*** Opening of EXCERPTED RECORDS ***

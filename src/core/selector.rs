use crate::core::evaluator::RouteEvaluator;
use crate::domain::model::{AircraftProfile, DiversionResult, SelectionOutcome, Waypoint};
use crate::domain::ports::MetSampler;
use crate::utils::error::{DiversionError, Result};

/// Applies the alternate selection policy over a candidate list.
///
/// - reachable candidates exist: lowest `fuel_required_kg` wins
/// - none reachable: highest (least negative) `remaining_fuel_kg` wins
///
/// Ties go to the candidate listed first. `all` keeps the input order.
#[derive(Debug, Clone, Copy, Default)]
pub struct AlternateSelector {
    evaluator: RouteEvaluator,
}

impl AlternateSelector {
    pub fn new() -> Self {
        Self {
            evaluator: RouteEvaluator::new(),
        }
    }

    pub fn select_best<M: MetSampler + ?Sized>(
        &self,
        profile: &AircraftProfile,
        current_lat: f64,
        current_lon: f64,
        fuel_on_board_kg: f64,
        alternates: &[Waypoint],
        met_sampler: &M,
    ) -> Result<SelectionOutcome> {
        if alternates.is_empty() {
            return Err(DiversionError::NoAlternatesAvailable);
        }

        let all = alternates
            .iter()
            .map(|alternate| {
                self.evaluator.evaluate(
                    profile,
                    current_lat,
                    current_lon,
                    fuel_on_board_kg,
                    alternate,
                    met_sampler,
                )
            })
            .collect::<Result<Vec<_>>>()?;

        let best_index = pick_best(&all).ok_or(DiversionError::NoAlternatesAvailable)?;
        let best = &all[best_index];

        if best.reachable {
            tracing::info!(
                "✅ Best alternate {} ({:.1} nm, {:.1} kg required, {:.1} kg remaining)",
                best.alternate.name,
                best.distance_nm,
                best.fuel_required_kg,
                best.remaining_fuel_kg
            );
        } else {
            tracing::warn!(
                "🚨 No reachable alternate among {} candidates; least-bad is {} ({:.1} kg short)",
                all.len(),
                best.alternate.name,
                -best.remaining_fuel_kg
            );
        }

        let best = best.clone();
        Ok(SelectionOutcome {
            best,
            best_index,
            all,
        })
    }
}

/// 先比較可達者的需求油量；全部不可達時改取剩餘油量最多者
fn pick_best(results: &[DiversionResult]) -> Option<usize> {
    let mut best_reachable: Option<usize> = None;
    let mut least_bad: Option<usize> = None;

    for (index, result) in results.iter().enumerate() {
        if result.reachable {
            // 嚴格小於：同值時保留先出現者
            if best_reachable.map_or(true, |b| result.fuel_required_kg < results[b].fuel_required_kg) {
                best_reachable = Some(index);
            }
        } else if least_bad.map_or(true, |b| result.remaining_fuel_kg > results[b].remaining_fuel_kg) {
            least_bad = Some(index);
        }
    }

    best_reachable.or(least_bad)
}
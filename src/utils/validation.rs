use crate::utils::error::{DiversionError, Result};

pub trait Validate {
    fn validate(&self) -> Result<()>;
}

pub fn validate_finite(field_name: &str, value: f64) -> Result<()> {
    if !value.is_finite() {
        return Err(DiversionError::invalid_input(
            field_name,
            value,
            "Value must be a finite number",
        ));
    }
    Ok(())
}

pub fn validate_range(field_name: &str, value: f64, min: f64, max: f64) -> Result<()> {
    validate_finite(field_name, value)?;
    if value < min || value > max {
        return Err(DiversionError::invalid_input(
            field_name,
            value,
            format!("Value must be between {} and {}", min, max),
        ));
    }
    Ok(())
}

pub fn validate_latitude(field_name: &str, value: f64) -> Result<()> {
    validate_range(field_name, value, -90.0, 90.0)
}

pub fn validate_longitude(field_name: &str, value: f64) -> Result<()> {
    validate_range(field_name, value, -180.0, 180.0)
}

pub fn validate_positive(field_name: &str, value: f64) -> Result<()> {
    validate_finite(field_name, value)?;
    if value <= 0.0 {
        return Err(DiversionError::invalid_input(
            field_name,
            value,
            "Value must be greater than zero",
        ));
    }
    Ok(())
}

pub fn validate_non_negative(field_name: &str, value: f64) -> Result<()> {
    validate_finite(field_name, value)?;
    if value < 0.0 {
        return Err(DiversionError::invalid_input(
            field_name,
            value,
            "Value cannot be negative",
        ));
    }
    Ok(())
}

pub fn validate_positive_number(field_name: &str, value: usize, min_value: usize) -> Result<()> {
    if value < min_value {
        return Err(DiversionError::invalid_input(
            field_name,
            value,
            format!("Value must be at least {}", min_value),
        ));
    }
    Ok(())
}

pub fn validate_non_empty_string(field_name: &str, value: &str) -> Result<()> {
    if value.trim().is_empty() {
        return Err(DiversionError::invalid_input(
            field_name,
            value,
            "Value cannot be empty or whitespace-only",
        ));
    }
    Ok(())
}

#[cfg(test)]
mod tests {
    use super::*;

    #[test]
    fn test_validate_latitude() {
        assert!(validate_latitude("lat", 51.47).is_ok());
        assert!(validate_latitude("lat", -90.0).is_ok());
        assert!(validate_latitude("lat", 90.0).is_ok());
        assert!(validate_latitude("lat", 90.01).is_err());
        assert!(validate_latitude("lat", f64::NAN).is_err());
    }

    #[test]
    fn test_validate_longitude() {
        assert!(validate_longitude("lon", -180.0).is_ok());
        assert!(validate_longitude("lon", 179.9).is_ok());
        assert!(validate_longitude("lon", 180.5).is_err());
        assert!(validate_longitude("lon", f64::INFINITY).is_err());
    }

    #[test]
    fn test_validate_positive_and_non_negative() {
        assert!(validate_positive("fuel_flow_kg_per_hr", 2500.0).is_ok());
        assert!(validate_positive("fuel_flow_kg_per_hr", 0.0).is_err());
        assert!(validate_non_negative("fuel_reserve_kg", 0.0).is_ok());
        assert!(validate_non_negative("fuel_reserve_kg", -1.0).is_err());
    }

    #[test]
    fn test_validate_positive_number() {
        assert!(validate_positive_number("concurrent_flights", 4, 1).is_ok());
        assert!(validate_positive_number("concurrent_flights", 0, 1).is_err());
    }

    #[test]
    fn test_validate_non_empty_string() {
        assert!(validate_non_empty_string("name", "EGLL").is_ok());
        assert!(validate_non_empty_string("name", "   ").is_err());
    }
}
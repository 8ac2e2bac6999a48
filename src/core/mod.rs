pub mod engine;
pub mod evaluator;
pub mod fleet;
pub mod met;
pub mod navigator;
pub mod performance;
pub mod regions;
pub mod report;
pub mod selector;

pub use crate::domain::model::{
    AircraftProfile, CandidateSource, DiversionResult, FlightContext, FlightOutcome, MetSample,
    RouteRegion, SelectionOutcome, Waypoint,
};
pub use crate::domain::ports::MetSampler;
pub use crate::utils::error::Result;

*** Close of EXCERPTED RECORDS ***

#### [WHAT THE TASK REQUIRES]
Where the word "else" appears in a line of the entries, copy that line.

#### [WRITTEN RESPONSE]
        } else {
        } else if least_bad.map_or(true, |b| result.remaining_fuel_kg > results[b].remaining_fuel_kg) {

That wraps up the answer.